EXERCISE INSTRUCTIONS: Print the lines in the listing below that fall between the line with "for a record." and the line with "pub mod routes;", those two lines included, exactly as they stand and with nothing else.

◇ ◇ ◇ ◇ ◇ ◇ ◇

//! Domain models.

pub mod project;
//! Project Depot - Main Entry Point

use std::net::SocketAddr;
use std::sync::Arc;

use tower_http::trace::TraceLayer;
use tracing_subscriber::{layer::SubscriberExt, util::SubscriberInitExt};

use project_depot_backend::{
    api::{self, routes},
    config::Config,
    db,
    error::Result,
    storage::{FilesystemStorage, StorageBackend},
};

#[tokio::main]
async fn main() -> Result<()> {
    // Load environment variables
    dotenvy::dotenv().ok();

    // Initialize tracing
    tracing_subscriber::registry()
        .with(
            tracing_subscriber::EnvFilter::try_from_default_env()
                .unwrap_or_else(|_| "project_depot_backend=debug,tower_http=debug".into()),
        )
        .with(tracing_subscriber::fmt::layer())
        .init();

    // Load configuration
    let config = Config::from_env()?;
    tracing::info!("Starting Project Depot");

    // Connect to database
    let db_pool = db::create_pool(&config.database_url).await?;
    tracing::info!("Connected to database");

    // Run migrations
    db::MIGRATOR.run(&db_pool).await?;
    tracing::info!("Database migrations complete");

    // Ensure the upload directory exists before the first request needs it
    tokio::fs::create_dir_all(&config.storage_path).await?;
    let storage: Arc<dyn StorageBackend> = Arc::new(FilesystemStorage::new(&config.storage_path));
    tracing::info!("Storing uploads under {}", config.storage_path);

    // Build router
    let cors = routes::cors_layer(&config)?;
    let state = Arc::new(api::AppState::new(config.clone(), db_pool, storage));
    let app = routes::create_router(state)
        .layer(cors)
        .layer(TraceLayer::new_for_http());

    // Start server
    let addr: SocketAddr = config.bind_address.parse()?;
    tracing::info!("Listening on {}", addr);

    let listener = tokio::net::TcpListener::bind(addr).await?;
    axum::serve(listener, app).await?;

    Ok(())
}
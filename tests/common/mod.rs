//! Common test utilities: in-process app construction and request helpers.
//!
//! Tests drive the real router through `tower::ServiceExt::oneshot` against a
//! temp-directory SQLite database and storage directory, so every test runs
//! hermetically and in parallel.

#![allow(dead_code)]

use std::path::PathBuf;
use std::sync::Arc;

use axum::body::Body;
use axum::http::header::CONTENT_TYPE;
use axum::http::{Request, Response, StatusCode};
use axum::Router;
use http_body_util::BodyExt;
use serde_json::Value;
use sqlx::SqlitePool;
use tempfile::TempDir;
use tower::ServiceExt;

use project_depot_backend::api::{routes, AppState};
use project_depot_backend::config::Config;
use project_depot_backend::db;
use project_depot_backend::storage::{FilesystemStorage, StorageBackend};

pub const BOUNDARY: &str = "depot-test-boundary";

/// A fully wired application over throwaway state
pub struct TestApp {
    pub app: Router,
    pub pool: SqlitePool,
    pub storage_path: PathBuf,
    _tmp: TempDir,
}

pub async fn spawn_app() -> TestApp {
    let tmp = TempDir::new().expect("create temp dir");
    let database_url = format!("sqlite://{}", tmp.path().join("depot.db").display());
    let storage_path = tmp.path().join("uploads");

    let pool = db::create_pool(&database_url).await.expect("create pool");
    db::MIGRATOR.run(&pool).await.expect("run migrations");

    tokio::fs::create_dir_all(&storage_path)
        .await
        .expect("create storage dir");

    let config = Config {
        database_url,
        bind_address: "127.0.0.1:0".into(),
        storage_path: storage_path.display().to_string(),
        cors_origins: "http://localhost:3000".into(),
        max_upload_bytes: 64 * 1024 * 1024,
    };

    let storage: Arc<dyn StorageBackend> = Arc::new(FilesystemStorage::new(&storage_path));
    let cors = routes::cors_layer(&config).expect("cors layer");
    let state = Arc::new(AppState::new(config, pool.clone(), storage));
    let app = routes::create_router(state).layer(cors);

    TestApp {
        app,
        pool,
        storage_path,
        _tmp: tmp,
    }
}

/// Build a multipart/form-data body with an optional file part plus text fields.
pub fn multipart_body(file: Option<(&str, &[u8])>, fields: &[(&str, &str)]) -> Vec<u8> {
    let mut body = Vec::new();
    if let Some((filename, content)) = file {
        body.extend_from_slice(
            format!(
                "--{BOUNDARY}\r\nContent-Disposition: form-data; name=\"file\"; \
                 filename=\"{filename}\"\r\nContent-Type: application/zip\r\n\r\n"
            )
            .as_bytes(),
        );
        body.extend_from_slice(content);
        body.extend_from_slice(b"\r\n");
    }
    for (name, value) in fields {
        body.extend_from_slice(
            format!("--{BOUNDARY}\r\nContent-Disposition: form-data; name=\"{name}\"\r\n\r\n{value}\r\n")
                .as_bytes(),
        );
    }
    body.extend_from_slice(format!("--{BOUNDARY}--\r\n").as_bytes());
    body
}

/// POST /upload with the given archive and form fields.
pub async fn upload(
    app: &Router,
    filename: &str,
    content: &[u8],
    fields: &[(&str, &str)],
) -> (StatusCode, Value) {
    let body = multipart_body(Some((filename, content)), fields);
    let request = Request::builder()
        .method("POST")
        .uri("/upload")
        .header(
            CONTENT_TYPE,
            format!("multipart/form-data; boundary={BOUNDARY}"),
        )
        .body(Body::from(body))
        .unwrap();

    let response = app.clone().oneshot(request).await.unwrap();
    split_json(response).await
}

/// GET `uri` and return the raw response.
pub async fn get(app: &Router, uri: &str) -> Response<Body> {
    let request = Request::builder()
        .method("GET")
        .uri(uri)
        .body(Body::empty())
        .unwrap();
    app.clone().oneshot(request).await.unwrap()
}

/// GET `uri` and parse the body as JSON.
pub async fn get_json(app: &Router, uri: &str) -> (StatusCode, Value) {
    split_json(get(app, uri).await).await
}

pub async fn body_bytes(response: Response<Body>) -> Vec<u8> {
    response
        .into_body()
        .collect()
        .await
        .unwrap()
        .to_bytes()
        .to_vec()
}

async fn split_json(response: Response<Body>) -> (StatusCode, Value) {
    let status = response.status();
    let bytes = body_bytes(response).await;
    let json = if bytes.is_empty() {
        Value::Null
    } else {
        serde_json::from_slice(&bytes).unwrap_or(Value::Null)
    };
    (status, json)
}

/// Resolve a record id by filename via /list.
pub async fn project_id(app: &Router, name: &str) -> String {
    let (status, list) = get_json(app, "/list").await;
    assert_eq!(status, StatusCode::OK);
    list.as_array()
        .unwrap()
        .iter()
        .find(|p| p["name"] == name)
        .unwrap_or_else(|| panic!("no record named {name}"))["id"]
        .as_str()
        .unwrap()
        .to_string()
}

/// Current download count for a record.
pub async fn download_count(app: &Router, id: &str) -> i64 {
    let (status, project) = get_json(app, &format!("/project/{id}")).await;
    assert_eq!(status, StatusCode::OK);
    project["downloadCount"].as_i64().unwrap()
}
//! API module - HTTP handlers and routing.

pub mod attachment;
pub mod handlers;
pub mod routes;

use crate::config::Config;
use crate::services::ProjectService;
use crate::storage::StorageBackend;
use sqlx::SqlitePool;
use std::sync::Arc;

/// Application state shared across handlers
#[derive(Clone)]
pub struct AppState {
    pub config: Config,
    pub db: SqlitePool,
    pub storage: Arc<dyn StorageBackend>,
}

impl AppState {
    pub fn new(config: Config, db: SqlitePool, storage: Arc<dyn StorageBackend>) -> Self {
        Self {
            config,
            db,
            storage,
        }
    }

    /// Create a ProjectService over the shared pool and storage.
    pub fn create_project_service(&self) -> ProjectService {
        ProjectService::new(self.db.clone(), self.storage.clone())
    }
}

pub type SharedState = Arc<AppState>;
//! Application error types and result alias.

use axum::{
    http::StatusCode,
    response::{IntoResponse, Response},
    Json,
};
use serde_json::json;
use thiserror::Error;

/// Application result type alias
pub type Result<T> = std::result::Result<T, AppError>;

/// Application error types
#[derive(Error, Debug)]
pub enum AppError {
    /// Configuration error
    #[error("Configuration error: {0}")]
    Config(String),

    /// Database error
    #[error("Database error: {0}")]
    Database(#[from] sqlx::Error),

    /// Migration error
    #[error("Migration error: {0}")]
    Migration(#[from] sqlx::migrate::MigrateError),

    /// Not found error
    #[error("Resource not found: {0}")]
    NotFound(String),

    /// Validation error
    #[error("Validation error: {0}")]
    Validation(String),

    /// Forbidden error (e.g. download without consent)
    #[error("Forbidden: {0}")]
    Forbidden(String),

    /// Storage error
    #[error("Storage error: {0}")]
    Storage(String),

    /// IO error
    #[error("IO error: {0}")]
    Io(#[from] std::io::Error),

    /// Address parse error
    #[error("Address parse error: {0}")]
    AddrParse(#[from] std::net::AddrParseError),

    /// JSON error
    #[error("JSON error: {0}")]
    Json(#[from] serde_json::Error),
}

impl IntoResponse for AppError {
    fn into_response(self) -> Response {
        let (status, code, message) = match &self {
            AppError::Config(msg) => (StatusCode::INTERNAL_SERVER_ERROR, "CONFIG_ERROR", msg.clone()),
            AppError::Database(_) => (
                StatusCode::INTERNAL_SERVER_ERROR,
                "DATABASE_ERROR",
                "Database operation failed".to_string(),
            ),
            AppError::Migration(_) => (
                StatusCode::INTERNAL_SERVER_ERROR,
                "MIGRATION_ERROR",
                "Database migration failed".to_string(),
            ),
            AppError::NotFound(msg) => (StatusCode::NOT_FOUND, "NOT_FOUND", msg.clone()),
            AppError::Validation(msg) => (StatusCode::BAD_REQUEST, "VALIDATION_ERROR", msg.clone()),
            AppError::Forbidden(msg) => (StatusCode::FORBIDDEN, "FORBIDDEN", msg.clone()),
            AppError::Storage(_) => (
                StatusCode::INTERNAL_SERVER_ERROR,
                "STORAGE_ERROR",
                "Storage operation failed".to_string(),
            ),
            AppError::Io(_) => (
                StatusCode::INTERNAL_SERVER_ERROR,
                "IO_ERROR",
                "IO operation failed".to_string(),
            ),
            AppError::AddrParse(_) => (
                StatusCode::INTERNAL_SERVER_ERROR,
                "ADDR_PARSE_ERROR",
                "Invalid address".to_string(),
            ),
            AppError::Json(_) => (
                StatusCode::BAD_REQUEST,
                "JSON_ERROR",
                "Invalid JSON".to_string(),
            ),
        };

        // Log the error
        tracing::error!(error = %self, code = code, "Request error");

        let body = Json(json!({
            "code": code,
            "message": message,
        }));

        (status, body).into_response()
    }
}
//! Health check endpoint.

use axum::{extract::State, Json};
use serde::Serialize;

use crate::api::SharedState;

#[derive(Serialize)]
pub struct HealthResponse {
    pub status: String,
    pub version: String,
    pub checks: HealthChecks,
}

#[derive(Serialize)]
pub struct HealthChecks {
    pub database: CheckStatus,
    pub storage: CheckStatus,
}

#[derive(Serialize)]
pub struct CheckStatus {
    pub status: String,
    #[serde(skip_serializing_if = "Option::is_none")]
    pub message: Option<String>,
}

/// Health check endpoint - basic liveness check
pub async fn health_check(State(state): State<SharedState>) -> Json<HealthResponse> {
    // Check database connectivity
    let database = match sqlx::query("SELECT 1").fetch_one(&state.db).await {
        Ok(_) => CheckStatus {
            status: "healthy".to_string(),
            message: None,
        },
        Err(e) => CheckStatus {
            status: "unhealthy".to_string(),
            message: Some(format!("Database connection failed: {}", e)),
        },
    };

    // Check that the storage directory is reachable
    let storage = match state.storage.exists(".health").await {
        Ok(_) => CheckStatus {
            status: "healthy".to_string(),
            message: None,
        },
        Err(e) => CheckStatus {
            status: "unhealthy".to_string(),
            message: Some(format!("Storage probe failed: {}", e)),
        },
    };

    let status = if database.status == "healthy" && storage.status == "healthy" {
        "healthy"
    } else {
        "unhealthy"
    };

    Json(HealthResponse {
        status: status.to_string(),
        version: env!("CARGO_PKG_VERSION").to_string(),
        checks: HealthChecks { database, storage },
    })
}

◇ ◇ ◇ ◇ ◇ ◇ ◇

SOLUTION TO THIS PROBLEM:
/// Current download count for a record.
pub async fn download_count(app: &Router, id: &str) -> i64 {
    let (status, project) = get_json(app, &format!("/project/{id}")).await;
    assert_eq!(status, StatusCode::OK);
    project["downloadCount"].as_i64().unwrap()
}
//! API module - HTTP handlers and routing.

pub mod attachment;
pub mod handlers;
pub mod routes;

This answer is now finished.